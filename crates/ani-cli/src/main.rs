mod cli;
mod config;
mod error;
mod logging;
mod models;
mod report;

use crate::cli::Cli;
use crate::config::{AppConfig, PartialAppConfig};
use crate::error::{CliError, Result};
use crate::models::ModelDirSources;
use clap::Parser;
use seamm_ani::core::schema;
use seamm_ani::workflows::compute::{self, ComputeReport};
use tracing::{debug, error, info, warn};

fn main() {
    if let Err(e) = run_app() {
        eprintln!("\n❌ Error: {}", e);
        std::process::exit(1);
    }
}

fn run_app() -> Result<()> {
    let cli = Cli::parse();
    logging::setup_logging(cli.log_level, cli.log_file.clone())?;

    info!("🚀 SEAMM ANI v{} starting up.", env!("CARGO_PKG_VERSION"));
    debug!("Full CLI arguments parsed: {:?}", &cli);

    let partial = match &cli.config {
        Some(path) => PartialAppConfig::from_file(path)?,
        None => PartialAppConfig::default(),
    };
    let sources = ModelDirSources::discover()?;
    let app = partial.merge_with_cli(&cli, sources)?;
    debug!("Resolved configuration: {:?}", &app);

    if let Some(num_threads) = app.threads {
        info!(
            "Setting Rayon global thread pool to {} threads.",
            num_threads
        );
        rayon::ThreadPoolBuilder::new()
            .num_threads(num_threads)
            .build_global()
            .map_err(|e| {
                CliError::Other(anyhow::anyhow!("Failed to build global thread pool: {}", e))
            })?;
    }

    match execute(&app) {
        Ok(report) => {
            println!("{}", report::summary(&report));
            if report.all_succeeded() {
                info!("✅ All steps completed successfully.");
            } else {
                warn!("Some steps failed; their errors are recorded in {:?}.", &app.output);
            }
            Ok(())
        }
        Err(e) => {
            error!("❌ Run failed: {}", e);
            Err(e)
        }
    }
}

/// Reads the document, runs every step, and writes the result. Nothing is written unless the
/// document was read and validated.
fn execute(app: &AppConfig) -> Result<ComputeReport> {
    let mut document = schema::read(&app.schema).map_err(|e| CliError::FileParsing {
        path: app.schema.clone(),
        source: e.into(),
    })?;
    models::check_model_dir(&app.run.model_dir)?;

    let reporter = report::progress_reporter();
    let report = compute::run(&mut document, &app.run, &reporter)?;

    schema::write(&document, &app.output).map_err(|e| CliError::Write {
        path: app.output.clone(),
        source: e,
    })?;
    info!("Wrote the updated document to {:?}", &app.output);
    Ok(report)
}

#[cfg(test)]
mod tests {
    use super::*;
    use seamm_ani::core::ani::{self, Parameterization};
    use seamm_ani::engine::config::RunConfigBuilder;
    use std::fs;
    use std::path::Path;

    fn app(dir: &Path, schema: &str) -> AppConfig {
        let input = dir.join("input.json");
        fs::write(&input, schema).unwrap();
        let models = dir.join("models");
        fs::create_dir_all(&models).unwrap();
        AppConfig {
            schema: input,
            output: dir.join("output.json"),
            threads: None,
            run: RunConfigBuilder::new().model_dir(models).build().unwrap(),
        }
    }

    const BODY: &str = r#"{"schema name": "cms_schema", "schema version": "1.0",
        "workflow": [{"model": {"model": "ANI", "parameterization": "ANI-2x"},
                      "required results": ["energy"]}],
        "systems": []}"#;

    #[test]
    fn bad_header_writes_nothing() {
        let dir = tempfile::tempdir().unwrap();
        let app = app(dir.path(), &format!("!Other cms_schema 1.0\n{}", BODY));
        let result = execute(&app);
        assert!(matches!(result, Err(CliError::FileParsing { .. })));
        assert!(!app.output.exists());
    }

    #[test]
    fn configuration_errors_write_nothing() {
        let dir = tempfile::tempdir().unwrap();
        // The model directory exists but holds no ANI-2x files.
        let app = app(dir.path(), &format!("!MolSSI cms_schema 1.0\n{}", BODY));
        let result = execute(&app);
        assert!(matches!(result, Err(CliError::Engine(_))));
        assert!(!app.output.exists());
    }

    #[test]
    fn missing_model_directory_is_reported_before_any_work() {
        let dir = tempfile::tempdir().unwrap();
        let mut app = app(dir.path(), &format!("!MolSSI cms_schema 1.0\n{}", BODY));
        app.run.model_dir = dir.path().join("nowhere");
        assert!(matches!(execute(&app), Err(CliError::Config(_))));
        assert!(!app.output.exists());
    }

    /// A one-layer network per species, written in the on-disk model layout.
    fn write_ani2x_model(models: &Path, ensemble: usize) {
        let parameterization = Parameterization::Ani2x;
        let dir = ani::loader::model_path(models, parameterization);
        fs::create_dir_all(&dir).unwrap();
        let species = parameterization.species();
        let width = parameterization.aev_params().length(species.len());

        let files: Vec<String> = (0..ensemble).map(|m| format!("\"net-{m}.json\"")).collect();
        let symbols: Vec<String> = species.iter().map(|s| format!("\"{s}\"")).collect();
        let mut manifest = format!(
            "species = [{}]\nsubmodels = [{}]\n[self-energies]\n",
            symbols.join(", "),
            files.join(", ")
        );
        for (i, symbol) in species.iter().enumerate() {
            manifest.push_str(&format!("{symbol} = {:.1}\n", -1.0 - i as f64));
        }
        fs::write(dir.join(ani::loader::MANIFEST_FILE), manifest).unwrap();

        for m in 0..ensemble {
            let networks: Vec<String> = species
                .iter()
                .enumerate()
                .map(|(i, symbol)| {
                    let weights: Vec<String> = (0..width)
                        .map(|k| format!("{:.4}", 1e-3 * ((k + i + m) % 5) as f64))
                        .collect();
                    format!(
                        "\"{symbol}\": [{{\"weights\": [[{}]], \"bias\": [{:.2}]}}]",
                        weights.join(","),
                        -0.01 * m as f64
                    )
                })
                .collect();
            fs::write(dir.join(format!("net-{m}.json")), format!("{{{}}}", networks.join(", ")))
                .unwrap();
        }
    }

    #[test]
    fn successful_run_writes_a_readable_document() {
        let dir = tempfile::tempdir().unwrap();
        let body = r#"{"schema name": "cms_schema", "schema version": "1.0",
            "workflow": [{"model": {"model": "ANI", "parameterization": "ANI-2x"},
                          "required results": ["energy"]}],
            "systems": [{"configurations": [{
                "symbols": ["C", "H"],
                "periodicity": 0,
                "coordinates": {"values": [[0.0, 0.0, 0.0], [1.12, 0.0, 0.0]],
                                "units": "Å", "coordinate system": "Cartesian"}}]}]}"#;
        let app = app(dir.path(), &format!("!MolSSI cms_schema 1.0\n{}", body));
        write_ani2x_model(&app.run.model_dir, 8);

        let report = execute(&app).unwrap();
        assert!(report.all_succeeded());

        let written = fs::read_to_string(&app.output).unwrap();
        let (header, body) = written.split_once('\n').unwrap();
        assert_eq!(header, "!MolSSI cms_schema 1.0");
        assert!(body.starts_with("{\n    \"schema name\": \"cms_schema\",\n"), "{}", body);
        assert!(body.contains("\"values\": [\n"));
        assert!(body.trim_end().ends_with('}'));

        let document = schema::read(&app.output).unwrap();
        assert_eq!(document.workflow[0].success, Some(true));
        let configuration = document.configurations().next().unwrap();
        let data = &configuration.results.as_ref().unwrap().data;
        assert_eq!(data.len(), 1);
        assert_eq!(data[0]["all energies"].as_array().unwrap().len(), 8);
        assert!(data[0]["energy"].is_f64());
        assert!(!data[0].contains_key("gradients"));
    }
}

= = = =

◆ Goal of the exercise:
Start at the first line of the data above. Stop after the line containing "fn run_app() ->", reproducing each line exactly and adding nothing.

◆ Worked solution:
filename crates/ani-cli/src/main.rs
mod cli;
mod config;
mod error;
mod logging;
mod models;
mod report;

use crate::cli::Cli;
use crate::config::{AppConfig, PartialAppConfig};
use crate::error::{CliError, Result};
use crate::models::ModelDirSources;
use clap::Parser;
use seamm_ani::core::schema;
use seamm_ani::workflows::compute::{self, ComputeReport};
use tracing::{debug, error, info, warn};

fn main() {
    if let Err(e) = run_app() {
        eprintln!("\n❌ Error: {}", e);
        std::process::exit(1);
    }
}

fn run_app() -> Result<()> {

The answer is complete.